Where a line below holds the string "MethodDecl", that line goes into the answer.

SUPPLIED MATERIAL:
_____

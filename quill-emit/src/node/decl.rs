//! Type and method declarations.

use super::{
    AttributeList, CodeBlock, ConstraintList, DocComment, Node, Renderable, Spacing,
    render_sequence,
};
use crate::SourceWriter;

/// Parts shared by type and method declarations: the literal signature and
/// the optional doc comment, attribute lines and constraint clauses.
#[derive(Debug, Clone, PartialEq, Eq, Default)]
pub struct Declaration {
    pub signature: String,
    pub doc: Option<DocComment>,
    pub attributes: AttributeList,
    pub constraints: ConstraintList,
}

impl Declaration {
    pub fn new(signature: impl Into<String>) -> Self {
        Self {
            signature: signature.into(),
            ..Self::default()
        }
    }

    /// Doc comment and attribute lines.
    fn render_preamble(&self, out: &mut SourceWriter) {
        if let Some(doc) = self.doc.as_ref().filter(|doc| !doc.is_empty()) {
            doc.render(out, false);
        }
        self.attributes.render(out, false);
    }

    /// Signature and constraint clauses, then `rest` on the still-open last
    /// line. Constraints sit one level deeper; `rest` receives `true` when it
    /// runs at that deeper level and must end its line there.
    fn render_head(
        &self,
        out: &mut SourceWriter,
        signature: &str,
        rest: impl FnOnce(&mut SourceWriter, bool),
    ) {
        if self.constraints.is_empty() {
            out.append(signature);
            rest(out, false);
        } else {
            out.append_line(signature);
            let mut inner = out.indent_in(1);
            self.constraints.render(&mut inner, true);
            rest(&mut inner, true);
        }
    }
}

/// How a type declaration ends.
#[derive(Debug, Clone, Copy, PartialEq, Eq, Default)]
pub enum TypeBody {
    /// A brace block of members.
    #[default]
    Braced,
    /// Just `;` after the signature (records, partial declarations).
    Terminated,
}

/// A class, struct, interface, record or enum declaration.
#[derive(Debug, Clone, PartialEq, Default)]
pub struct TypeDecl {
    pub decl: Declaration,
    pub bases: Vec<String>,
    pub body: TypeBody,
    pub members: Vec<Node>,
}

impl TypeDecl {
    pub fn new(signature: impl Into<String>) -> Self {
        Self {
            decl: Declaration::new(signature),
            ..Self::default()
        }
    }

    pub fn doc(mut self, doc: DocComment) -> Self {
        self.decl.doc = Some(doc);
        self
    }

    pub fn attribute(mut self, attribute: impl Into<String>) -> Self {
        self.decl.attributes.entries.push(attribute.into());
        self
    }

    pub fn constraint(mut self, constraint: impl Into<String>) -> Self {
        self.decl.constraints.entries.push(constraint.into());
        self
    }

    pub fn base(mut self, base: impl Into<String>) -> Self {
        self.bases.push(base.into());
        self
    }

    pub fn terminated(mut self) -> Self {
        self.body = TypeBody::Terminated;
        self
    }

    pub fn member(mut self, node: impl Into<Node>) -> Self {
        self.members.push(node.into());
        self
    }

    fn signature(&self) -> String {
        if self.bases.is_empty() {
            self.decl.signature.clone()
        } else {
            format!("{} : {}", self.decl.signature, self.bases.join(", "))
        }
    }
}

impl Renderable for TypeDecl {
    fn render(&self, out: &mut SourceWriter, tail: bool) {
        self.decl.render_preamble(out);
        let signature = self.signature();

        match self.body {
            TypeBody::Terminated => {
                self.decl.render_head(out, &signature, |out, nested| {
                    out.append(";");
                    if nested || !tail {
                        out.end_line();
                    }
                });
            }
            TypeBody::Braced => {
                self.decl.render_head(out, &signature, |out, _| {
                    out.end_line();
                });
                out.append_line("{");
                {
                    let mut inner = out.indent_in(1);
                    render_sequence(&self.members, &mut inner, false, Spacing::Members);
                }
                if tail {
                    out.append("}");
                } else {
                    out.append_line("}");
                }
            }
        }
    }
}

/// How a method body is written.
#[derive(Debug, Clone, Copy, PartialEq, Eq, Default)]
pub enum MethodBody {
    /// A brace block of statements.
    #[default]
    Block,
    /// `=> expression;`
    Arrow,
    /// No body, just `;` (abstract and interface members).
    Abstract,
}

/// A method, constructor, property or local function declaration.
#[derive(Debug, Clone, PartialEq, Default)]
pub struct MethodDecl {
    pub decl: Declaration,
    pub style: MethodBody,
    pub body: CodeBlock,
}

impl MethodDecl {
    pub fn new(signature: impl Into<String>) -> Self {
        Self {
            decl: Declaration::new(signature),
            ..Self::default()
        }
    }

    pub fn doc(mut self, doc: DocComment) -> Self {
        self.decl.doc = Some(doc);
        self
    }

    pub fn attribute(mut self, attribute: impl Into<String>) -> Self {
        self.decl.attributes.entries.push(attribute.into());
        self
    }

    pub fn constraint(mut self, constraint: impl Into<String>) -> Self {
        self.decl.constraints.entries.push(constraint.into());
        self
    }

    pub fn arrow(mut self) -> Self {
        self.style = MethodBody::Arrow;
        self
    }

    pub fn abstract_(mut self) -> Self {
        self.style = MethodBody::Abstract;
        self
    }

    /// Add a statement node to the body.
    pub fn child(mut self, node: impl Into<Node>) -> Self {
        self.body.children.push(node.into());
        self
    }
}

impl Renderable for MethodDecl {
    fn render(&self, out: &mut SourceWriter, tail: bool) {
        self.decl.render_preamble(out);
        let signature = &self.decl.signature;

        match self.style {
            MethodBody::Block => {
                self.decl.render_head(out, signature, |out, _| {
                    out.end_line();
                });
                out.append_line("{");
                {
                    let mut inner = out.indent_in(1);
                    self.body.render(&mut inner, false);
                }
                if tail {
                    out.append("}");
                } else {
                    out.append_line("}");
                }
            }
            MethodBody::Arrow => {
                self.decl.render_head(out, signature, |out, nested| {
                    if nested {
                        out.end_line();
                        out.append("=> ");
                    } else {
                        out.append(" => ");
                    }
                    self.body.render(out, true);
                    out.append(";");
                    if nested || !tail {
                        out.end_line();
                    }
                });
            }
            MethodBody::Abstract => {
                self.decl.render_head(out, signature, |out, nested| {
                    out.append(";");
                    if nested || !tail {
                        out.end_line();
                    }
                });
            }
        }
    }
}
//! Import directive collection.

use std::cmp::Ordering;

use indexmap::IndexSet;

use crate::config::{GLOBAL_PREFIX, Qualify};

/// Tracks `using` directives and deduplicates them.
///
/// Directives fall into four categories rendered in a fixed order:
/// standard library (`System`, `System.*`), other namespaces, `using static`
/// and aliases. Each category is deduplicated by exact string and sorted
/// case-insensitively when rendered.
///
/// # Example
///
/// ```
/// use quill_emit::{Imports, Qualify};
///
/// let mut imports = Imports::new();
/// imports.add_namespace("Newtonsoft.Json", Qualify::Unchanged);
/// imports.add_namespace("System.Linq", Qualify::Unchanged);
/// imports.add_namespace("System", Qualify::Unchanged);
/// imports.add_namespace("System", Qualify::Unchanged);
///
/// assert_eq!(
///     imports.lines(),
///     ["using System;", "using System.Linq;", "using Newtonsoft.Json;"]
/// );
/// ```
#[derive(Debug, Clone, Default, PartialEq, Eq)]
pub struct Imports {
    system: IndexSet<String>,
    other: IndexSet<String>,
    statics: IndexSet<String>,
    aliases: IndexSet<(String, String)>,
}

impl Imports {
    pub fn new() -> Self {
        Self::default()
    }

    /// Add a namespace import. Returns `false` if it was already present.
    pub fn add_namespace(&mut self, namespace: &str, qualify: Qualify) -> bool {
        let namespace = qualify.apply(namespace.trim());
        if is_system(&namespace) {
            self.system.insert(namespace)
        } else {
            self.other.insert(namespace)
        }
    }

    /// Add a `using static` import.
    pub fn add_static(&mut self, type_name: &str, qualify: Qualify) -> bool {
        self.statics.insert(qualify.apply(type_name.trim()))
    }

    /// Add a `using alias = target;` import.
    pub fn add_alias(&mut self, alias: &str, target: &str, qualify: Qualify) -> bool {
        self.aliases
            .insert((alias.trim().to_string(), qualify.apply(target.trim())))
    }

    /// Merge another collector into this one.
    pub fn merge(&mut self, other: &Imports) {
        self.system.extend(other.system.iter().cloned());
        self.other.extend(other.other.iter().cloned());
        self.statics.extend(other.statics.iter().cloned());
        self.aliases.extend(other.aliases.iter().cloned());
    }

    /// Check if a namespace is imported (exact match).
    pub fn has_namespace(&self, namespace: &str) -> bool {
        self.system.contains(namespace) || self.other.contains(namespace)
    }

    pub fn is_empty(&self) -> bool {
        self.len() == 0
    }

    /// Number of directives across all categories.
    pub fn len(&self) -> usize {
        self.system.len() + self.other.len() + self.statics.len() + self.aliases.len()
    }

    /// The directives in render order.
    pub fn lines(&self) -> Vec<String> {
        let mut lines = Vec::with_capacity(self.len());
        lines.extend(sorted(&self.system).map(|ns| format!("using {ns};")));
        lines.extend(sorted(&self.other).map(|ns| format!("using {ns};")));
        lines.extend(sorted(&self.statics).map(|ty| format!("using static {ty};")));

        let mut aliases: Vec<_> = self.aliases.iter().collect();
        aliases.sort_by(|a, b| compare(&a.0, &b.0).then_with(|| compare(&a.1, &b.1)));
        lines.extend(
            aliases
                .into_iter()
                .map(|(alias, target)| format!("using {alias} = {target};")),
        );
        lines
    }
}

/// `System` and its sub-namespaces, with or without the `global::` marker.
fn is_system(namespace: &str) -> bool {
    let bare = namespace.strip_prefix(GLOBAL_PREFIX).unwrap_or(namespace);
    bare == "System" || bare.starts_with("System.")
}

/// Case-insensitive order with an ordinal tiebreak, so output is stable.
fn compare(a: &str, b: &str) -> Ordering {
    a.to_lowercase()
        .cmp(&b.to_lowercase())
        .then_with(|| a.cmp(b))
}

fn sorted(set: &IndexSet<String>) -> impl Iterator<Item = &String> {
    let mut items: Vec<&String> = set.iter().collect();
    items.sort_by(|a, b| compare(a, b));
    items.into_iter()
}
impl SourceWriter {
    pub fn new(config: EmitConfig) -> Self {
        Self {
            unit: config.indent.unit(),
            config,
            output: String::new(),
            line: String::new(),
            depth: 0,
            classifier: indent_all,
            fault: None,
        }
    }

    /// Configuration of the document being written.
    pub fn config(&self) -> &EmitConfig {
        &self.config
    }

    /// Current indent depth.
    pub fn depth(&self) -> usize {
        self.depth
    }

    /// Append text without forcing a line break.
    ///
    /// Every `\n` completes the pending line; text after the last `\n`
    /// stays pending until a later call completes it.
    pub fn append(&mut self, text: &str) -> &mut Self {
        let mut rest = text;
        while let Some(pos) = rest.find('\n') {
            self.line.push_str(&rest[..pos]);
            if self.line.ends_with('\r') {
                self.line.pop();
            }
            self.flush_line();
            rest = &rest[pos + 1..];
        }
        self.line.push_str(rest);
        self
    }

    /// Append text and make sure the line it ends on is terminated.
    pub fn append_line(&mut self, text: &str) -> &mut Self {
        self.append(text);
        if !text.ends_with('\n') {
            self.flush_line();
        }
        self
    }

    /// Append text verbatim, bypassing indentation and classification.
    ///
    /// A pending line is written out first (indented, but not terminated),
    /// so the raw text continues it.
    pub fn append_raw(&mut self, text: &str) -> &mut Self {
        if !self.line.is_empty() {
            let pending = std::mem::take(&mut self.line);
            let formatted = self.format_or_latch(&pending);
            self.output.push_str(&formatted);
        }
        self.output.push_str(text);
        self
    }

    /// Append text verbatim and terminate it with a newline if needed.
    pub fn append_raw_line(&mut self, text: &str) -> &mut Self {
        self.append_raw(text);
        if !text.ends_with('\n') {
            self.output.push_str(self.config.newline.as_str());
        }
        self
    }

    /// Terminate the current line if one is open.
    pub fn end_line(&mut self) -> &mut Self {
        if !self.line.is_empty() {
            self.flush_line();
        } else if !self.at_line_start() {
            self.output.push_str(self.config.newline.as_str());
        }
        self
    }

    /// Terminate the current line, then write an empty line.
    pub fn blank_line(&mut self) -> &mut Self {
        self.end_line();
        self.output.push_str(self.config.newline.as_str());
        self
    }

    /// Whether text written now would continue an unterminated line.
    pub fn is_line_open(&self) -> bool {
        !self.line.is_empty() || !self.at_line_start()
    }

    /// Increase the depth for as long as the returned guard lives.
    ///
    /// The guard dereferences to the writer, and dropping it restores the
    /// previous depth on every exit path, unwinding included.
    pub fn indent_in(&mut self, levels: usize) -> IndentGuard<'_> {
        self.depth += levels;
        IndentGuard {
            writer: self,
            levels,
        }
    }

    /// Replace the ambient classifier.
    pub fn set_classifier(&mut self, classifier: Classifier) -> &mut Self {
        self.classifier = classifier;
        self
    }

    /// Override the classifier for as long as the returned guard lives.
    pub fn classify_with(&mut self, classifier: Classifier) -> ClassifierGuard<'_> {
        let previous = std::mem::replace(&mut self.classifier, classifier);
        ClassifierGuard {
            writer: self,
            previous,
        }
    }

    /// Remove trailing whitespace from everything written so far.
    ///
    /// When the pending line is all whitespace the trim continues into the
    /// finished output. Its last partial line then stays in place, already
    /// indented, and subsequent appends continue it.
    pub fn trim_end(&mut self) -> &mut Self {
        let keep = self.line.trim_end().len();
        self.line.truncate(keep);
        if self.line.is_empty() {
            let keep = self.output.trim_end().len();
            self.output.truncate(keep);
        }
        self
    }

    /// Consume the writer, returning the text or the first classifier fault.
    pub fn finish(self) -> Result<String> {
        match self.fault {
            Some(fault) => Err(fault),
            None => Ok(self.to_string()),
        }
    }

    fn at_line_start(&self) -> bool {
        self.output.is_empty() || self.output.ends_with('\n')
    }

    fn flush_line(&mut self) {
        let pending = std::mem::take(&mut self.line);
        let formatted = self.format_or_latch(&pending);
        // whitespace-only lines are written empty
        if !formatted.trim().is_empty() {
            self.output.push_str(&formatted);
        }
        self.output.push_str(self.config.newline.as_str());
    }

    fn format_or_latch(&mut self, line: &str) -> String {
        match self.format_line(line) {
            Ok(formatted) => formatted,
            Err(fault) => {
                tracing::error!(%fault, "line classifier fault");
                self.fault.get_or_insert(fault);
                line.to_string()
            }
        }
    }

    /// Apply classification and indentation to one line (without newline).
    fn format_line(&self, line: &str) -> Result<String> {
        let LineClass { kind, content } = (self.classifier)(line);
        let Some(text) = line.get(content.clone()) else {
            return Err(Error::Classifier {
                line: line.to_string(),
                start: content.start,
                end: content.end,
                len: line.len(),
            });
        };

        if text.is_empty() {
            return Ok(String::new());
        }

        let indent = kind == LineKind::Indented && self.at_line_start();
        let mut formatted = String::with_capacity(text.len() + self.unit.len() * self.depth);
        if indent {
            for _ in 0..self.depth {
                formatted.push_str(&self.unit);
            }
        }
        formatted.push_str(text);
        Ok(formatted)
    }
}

_____

ANSWER BOX:
pub struct MethodDecl {
impl MethodDecl {
impl Renderable for MethodDecl {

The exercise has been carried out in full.